Material for this exercise section start
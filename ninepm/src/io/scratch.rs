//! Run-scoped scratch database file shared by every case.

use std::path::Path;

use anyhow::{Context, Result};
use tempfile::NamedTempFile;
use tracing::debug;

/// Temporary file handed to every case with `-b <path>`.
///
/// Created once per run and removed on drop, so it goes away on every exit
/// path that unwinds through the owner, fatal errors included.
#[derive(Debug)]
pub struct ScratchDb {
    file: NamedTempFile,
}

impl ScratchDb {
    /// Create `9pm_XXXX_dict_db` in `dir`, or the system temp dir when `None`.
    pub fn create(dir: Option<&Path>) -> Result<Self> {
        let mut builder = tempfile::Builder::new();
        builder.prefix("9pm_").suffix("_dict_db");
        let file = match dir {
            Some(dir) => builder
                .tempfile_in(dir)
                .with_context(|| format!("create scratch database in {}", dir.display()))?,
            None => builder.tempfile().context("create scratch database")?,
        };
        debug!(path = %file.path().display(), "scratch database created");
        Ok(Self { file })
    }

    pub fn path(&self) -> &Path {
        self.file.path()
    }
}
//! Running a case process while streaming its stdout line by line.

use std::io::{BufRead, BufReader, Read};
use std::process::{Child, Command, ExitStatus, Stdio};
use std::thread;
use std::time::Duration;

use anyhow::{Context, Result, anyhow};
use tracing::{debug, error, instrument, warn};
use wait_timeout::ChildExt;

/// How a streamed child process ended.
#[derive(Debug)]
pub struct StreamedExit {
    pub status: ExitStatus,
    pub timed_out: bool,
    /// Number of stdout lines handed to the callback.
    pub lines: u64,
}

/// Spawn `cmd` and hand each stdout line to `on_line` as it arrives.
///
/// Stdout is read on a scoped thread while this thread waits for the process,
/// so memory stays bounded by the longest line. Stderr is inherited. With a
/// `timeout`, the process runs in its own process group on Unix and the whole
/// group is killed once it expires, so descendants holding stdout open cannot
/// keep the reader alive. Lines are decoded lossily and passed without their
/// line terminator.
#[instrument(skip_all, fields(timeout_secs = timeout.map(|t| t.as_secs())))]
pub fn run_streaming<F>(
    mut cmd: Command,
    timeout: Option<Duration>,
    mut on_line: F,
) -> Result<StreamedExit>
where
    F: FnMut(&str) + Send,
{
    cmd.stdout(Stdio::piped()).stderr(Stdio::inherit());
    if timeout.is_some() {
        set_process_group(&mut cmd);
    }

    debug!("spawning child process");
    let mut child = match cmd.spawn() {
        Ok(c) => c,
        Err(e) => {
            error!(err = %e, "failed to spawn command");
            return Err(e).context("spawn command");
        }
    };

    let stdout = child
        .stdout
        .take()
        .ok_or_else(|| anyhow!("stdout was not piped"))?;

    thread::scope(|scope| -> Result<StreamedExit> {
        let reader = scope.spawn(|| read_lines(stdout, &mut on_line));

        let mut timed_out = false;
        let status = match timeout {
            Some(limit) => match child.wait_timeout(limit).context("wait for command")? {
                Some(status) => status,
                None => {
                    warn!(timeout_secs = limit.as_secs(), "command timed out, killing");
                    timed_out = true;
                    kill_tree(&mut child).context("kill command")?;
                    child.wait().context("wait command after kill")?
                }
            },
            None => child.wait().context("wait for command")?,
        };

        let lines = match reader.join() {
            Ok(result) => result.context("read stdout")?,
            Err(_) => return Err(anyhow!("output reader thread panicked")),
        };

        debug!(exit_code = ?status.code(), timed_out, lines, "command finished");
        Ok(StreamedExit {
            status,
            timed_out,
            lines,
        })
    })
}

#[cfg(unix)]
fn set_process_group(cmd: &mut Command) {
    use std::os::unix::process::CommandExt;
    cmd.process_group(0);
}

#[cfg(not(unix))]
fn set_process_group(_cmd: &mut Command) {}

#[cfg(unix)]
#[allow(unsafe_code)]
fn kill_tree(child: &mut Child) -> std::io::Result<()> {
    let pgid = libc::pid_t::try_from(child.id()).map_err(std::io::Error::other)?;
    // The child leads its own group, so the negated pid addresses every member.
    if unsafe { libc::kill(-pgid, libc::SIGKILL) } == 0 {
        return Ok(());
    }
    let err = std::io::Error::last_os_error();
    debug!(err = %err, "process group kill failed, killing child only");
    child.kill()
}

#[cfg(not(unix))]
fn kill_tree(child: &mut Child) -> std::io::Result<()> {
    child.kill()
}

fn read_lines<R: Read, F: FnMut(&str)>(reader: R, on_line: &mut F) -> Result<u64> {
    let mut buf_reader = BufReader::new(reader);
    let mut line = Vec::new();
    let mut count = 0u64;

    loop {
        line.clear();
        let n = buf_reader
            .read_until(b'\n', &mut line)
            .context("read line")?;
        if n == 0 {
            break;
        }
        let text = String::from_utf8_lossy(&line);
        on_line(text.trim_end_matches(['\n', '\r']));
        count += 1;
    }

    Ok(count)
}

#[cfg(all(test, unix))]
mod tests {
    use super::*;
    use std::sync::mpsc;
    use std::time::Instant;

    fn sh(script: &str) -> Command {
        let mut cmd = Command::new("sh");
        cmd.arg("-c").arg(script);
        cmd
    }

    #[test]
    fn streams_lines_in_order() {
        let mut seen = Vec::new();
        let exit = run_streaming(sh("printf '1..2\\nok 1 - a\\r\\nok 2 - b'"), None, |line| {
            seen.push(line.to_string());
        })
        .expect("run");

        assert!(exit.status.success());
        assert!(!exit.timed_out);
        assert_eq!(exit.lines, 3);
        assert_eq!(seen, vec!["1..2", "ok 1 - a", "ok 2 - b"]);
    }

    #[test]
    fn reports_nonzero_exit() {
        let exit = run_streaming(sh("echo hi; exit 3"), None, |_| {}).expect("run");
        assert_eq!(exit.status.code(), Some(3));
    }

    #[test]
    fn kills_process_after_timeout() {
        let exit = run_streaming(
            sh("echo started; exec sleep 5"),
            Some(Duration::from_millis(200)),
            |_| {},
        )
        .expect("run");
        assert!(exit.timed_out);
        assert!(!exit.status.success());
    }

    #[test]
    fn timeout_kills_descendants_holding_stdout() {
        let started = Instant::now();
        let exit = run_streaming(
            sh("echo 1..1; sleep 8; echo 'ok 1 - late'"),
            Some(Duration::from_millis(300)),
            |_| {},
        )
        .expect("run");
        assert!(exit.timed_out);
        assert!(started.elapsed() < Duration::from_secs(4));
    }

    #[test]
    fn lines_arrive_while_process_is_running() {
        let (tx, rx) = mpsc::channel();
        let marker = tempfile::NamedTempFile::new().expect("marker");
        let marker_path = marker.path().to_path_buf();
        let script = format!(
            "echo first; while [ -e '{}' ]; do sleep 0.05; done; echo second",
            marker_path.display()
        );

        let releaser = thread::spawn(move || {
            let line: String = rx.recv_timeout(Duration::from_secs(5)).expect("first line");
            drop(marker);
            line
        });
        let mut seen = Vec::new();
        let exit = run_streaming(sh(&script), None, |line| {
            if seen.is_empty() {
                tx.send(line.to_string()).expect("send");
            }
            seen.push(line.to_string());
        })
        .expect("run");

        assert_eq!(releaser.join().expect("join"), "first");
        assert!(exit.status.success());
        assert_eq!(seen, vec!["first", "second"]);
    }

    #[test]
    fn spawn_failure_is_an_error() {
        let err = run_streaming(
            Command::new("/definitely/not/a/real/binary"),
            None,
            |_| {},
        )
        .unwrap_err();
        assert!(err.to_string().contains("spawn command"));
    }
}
Material for this exercise section end
The problem:
Your answer must be every record above, retyped exactly.

Answer below:
filename ninepm/src/io/scratch.rs
//! Run-scoped scratch database file shared by every case.

use std::path::Path;

use anyhow::{Context, Result};
use tempfile::NamedTempFile;
use tracing::debug;

/// Temporary file handed to every case with `-b <path>`.
///
/// Created once per run and removed on drop, so it goes away on every exit
/// path that unwinds through the owner, fatal errors included.
#[derive(Debug)]
pub struct ScratchDb {
    file: NamedTempFile,
}

impl ScratchDb {
    /// Create `9pm_XXXX_dict_db` in `dir`, or the system temp dir when `None`.
    pub fn create(dir: Option<&Path>) -> Result<Self> {
        let mut builder = tempfile::Builder::new();
        builder.prefix("9pm_").suffix("_dict_db");
        let file = match dir {
            Some(dir) => builder
                .tempfile_in(dir)
                .with_context(|| format!("create scratch database in {}", dir.display()))?,
            None => builder.tempfile().context("create scratch database")?,
        };
        debug!(path = %file.path().display(), "scratch database created");
        Ok(Self { file })
    }

    pub fn path(&self) -> &Path {
        self.file.path()
    }
}
//! Running a case process while streaming its stdout line by line.

use std::io::{BufRead, BufReader, Read};
use std::process::{Child, Command, ExitStatus, Stdio};
use std::thread;
use std::time::Duration;

use anyhow::{Context, Result, anyhow};
use tracing::{debug, error, instrument, warn};
use wait_timeout::ChildExt;

/// How a streamed child process ended.
#[derive(Debug)]
pub struct StreamedExit {
    pub status: ExitStatus,
    pub timed_out: bool,
    /// Number of stdout lines handed to the callback.
    pub lines: u64,
}

/// Spawn `cmd` and hand each stdout line to `on_line` as it arrives.
///
/// Stdout is read on a scoped thread while this thread waits for the process,
/// so memory stays bounded by the longest line. Stderr is inherited. With a
/// `timeout`, the process runs in its own process group on Unix and the whole
/// group is killed once it expires, so descendants holding stdout open cannot
/// keep the reader alive. Lines are decoded lossily and passed without their
/// line terminator.
#[instrument(skip_all, fields(timeout_secs = timeout.map(|t| t.as_secs())))]
pub fn run_streaming<F>(
    mut cmd: Command,
    timeout: Option<Duration>,
    mut on_line: F,
) -> Result<StreamedExit>
where
    F: FnMut(&str) + Send,
{
    cmd.stdout(Stdio::piped()).stderr(Stdio::inherit());
    if timeout.is_some() {
        set_process_group(&mut cmd);
    }

    debug!("spawning child process");
    let mut child = match cmd.spawn() {
        Ok(c) => c,
        Err(e) => {
            error!(err = %e, "failed to spawn command");
            return Err(e).context("spawn command");
        }
    };

    let stdout = child
        .stdout
        .take()
        .ok_or_else(|| anyhow!("stdout was not piped"))?;

    thread::scope(|scope| -> Result<StreamedExit> {
        let reader = scope.spawn(|| read_lines(stdout, &mut on_line));

        let mut timed_out = false;
        let status = match timeout {
            Some(limit) => match child.wait_timeout(limit).context("wait for command")? {
                Some(status) => status,
                None => {
                    warn!(timeout_secs = limit.as_secs(), "command timed out, killing");
                    timed_out = true;
                    kill_tree(&mut child).context("kill command")?;
                    child.wait().context("wait command after kill")?
                }
            },
            None => child.wait().context("wait for command")?,
        };

        let lines = match reader.join() {
            Ok(result) => result.context("read stdout")?,
            Err(_) => return Err(anyhow!("output reader thread panicked")),
        };

        debug!(exit_code = ?status.code(), timed_out, lines, "command finished");
        Ok(StreamedExit {
            status,
            timed_out,
            lines,
        })
    })
}

#[cfg(unix)]
fn set_process_group(cmd: &mut Command) {
    use std::os::unix::process::CommandExt;
    cmd.process_group(0);
}

#[cfg(not(unix))]
fn set_process_group(_cmd: &mut Command) {}

#[cfg(unix)]
#[allow(unsafe_code)]
fn kill_tree(child: &mut Child) -> std::io::Result<()> {
    let pgid = libc::pid_t::try_from(child.id()).map_err(std::io::Error::other)?;
    // The child leads its own group, so the negated pid addresses every member.
    if unsafe { libc::kill(-pgid, libc::SIGKILL) } == 0 {
        return Ok(());
    }
    let err = std::io::Error::last_os_error();
    debug!(err = %err, "process group kill failed, killing child only");
    child.kill()
}

#[cfg(not(unix))]
fn kill_tree(child: &mut Child) -> std::io::Result<()> {
    child.kill()
}

fn read_lines<R: Read, F: FnMut(&str)>(reader: R, on_line: &mut F) -> Result<u64> {
    let mut buf_reader = BufReader::new(reader);
    let mut line = Vec::new();
    let mut count = 0u64;

    loop {
        line.clear();
        let n = buf_reader
            .read_until(b'\n', &mut line)
            .context("read line")?;
        if n == 0 {
            break;
        }
        let text = String::from_utf8_lossy(&line);
        on_line(text.trim_end_matches(['\n', '\r']));
        count += 1;
    }

    Ok(count)
}

#[cfg(all(test, unix))]
mod tests {
    use super::*;
    use std::sync::mpsc;
    use std::time::Instant;

    fn sh(script: &str) -> Command {
        let mut cmd = Command::new("sh");
        cmd.arg("-c").arg(script);
        cmd
    }

    #[test]
    fn streams_lines_in_order() {
        let mut seen = Vec::new();
        let exit = run_streaming(sh("printf '1..2\\nok 1 - a\\r\\nok 2 - b'"), None, |line| {
            seen.push(line.to_string());
        })
        .expect("run");

        assert!(exit.status.success());
        assert!(!exit.timed_out);
        assert_eq!(exit.lines, 3);
        assert_eq!(seen, vec!["1..2", "ok 1 - a", "ok 2 - b"]);
    }

    #[test]
    fn reports_nonzero_exit() {
        let exit = run_streaming(sh("echo hi; exit 3"), None, |_| {}).expect("run");
        assert_eq!(exit.status.code(), Some(3));
    }

    #[test]
    fn kills_process_after_timeout() {
        let exit = run_streaming(
            sh("echo started; exec sleep 5"),
            Some(Duration::from_millis(200)),
            |_| {},
        )
        .expect("run");
        assert!(exit.timed_out);
        assert!(!exit.status.success());
    }

    #[test]
    fn timeout_kills_descendants_holding_stdout() {
        let started = Instant::now();
        let exit = run_streaming(
            sh("echo 1..1; sleep 8; echo 'ok 1 - late'"),
            Some(Duration::from_millis(300)),
            |_| {},
        )
        .expect("run");
        assert!(exit.timed_out);
        assert!(started.elapsed() < Duration::from_secs(4));
    }

    #[test]
    fn lines_arrive_while_process_is_running() {
        let (tx, rx) = mpsc::channel();
        let marker = tempfile::NamedTempFile::new().expect("marker");
        let marker_path = marker.path().to_path_buf();
        let script = format!(
            "echo first; while [ -e '{}' ]; do sleep 0.05; done; echo second",
            marker_path.display()
        );

        let releaser = thread::spawn(move || {
            let line: String = rx.recv_timeout(Duration::from_secs(5)).expect("first line");
            drop(marker);
            line
        });
        let mut seen = Vec::new();
        let exit = run_streaming(sh(&script), None, |line| {
            if seen.is_empty() {
                tx.send(line.to_string()).expect("send");
            }
            seen.push(line.to_string());
        })
        .expect("run");

        assert_eq!(releaser.join().expect("join"), "first");
        assert!(exit.status.success());
        assert_eq!(seen, vec!["first", "second"]);
    }

    #[test]
    fn spawn_failure_is_an_error() {
        let err = run_streaming(
            Command::new("/definitely/not/a/real/binary"),
            None,
            |_| {},
        )
        .unwrap_err();
        assert!(err.to_string().contains("spawn command"));
    }
}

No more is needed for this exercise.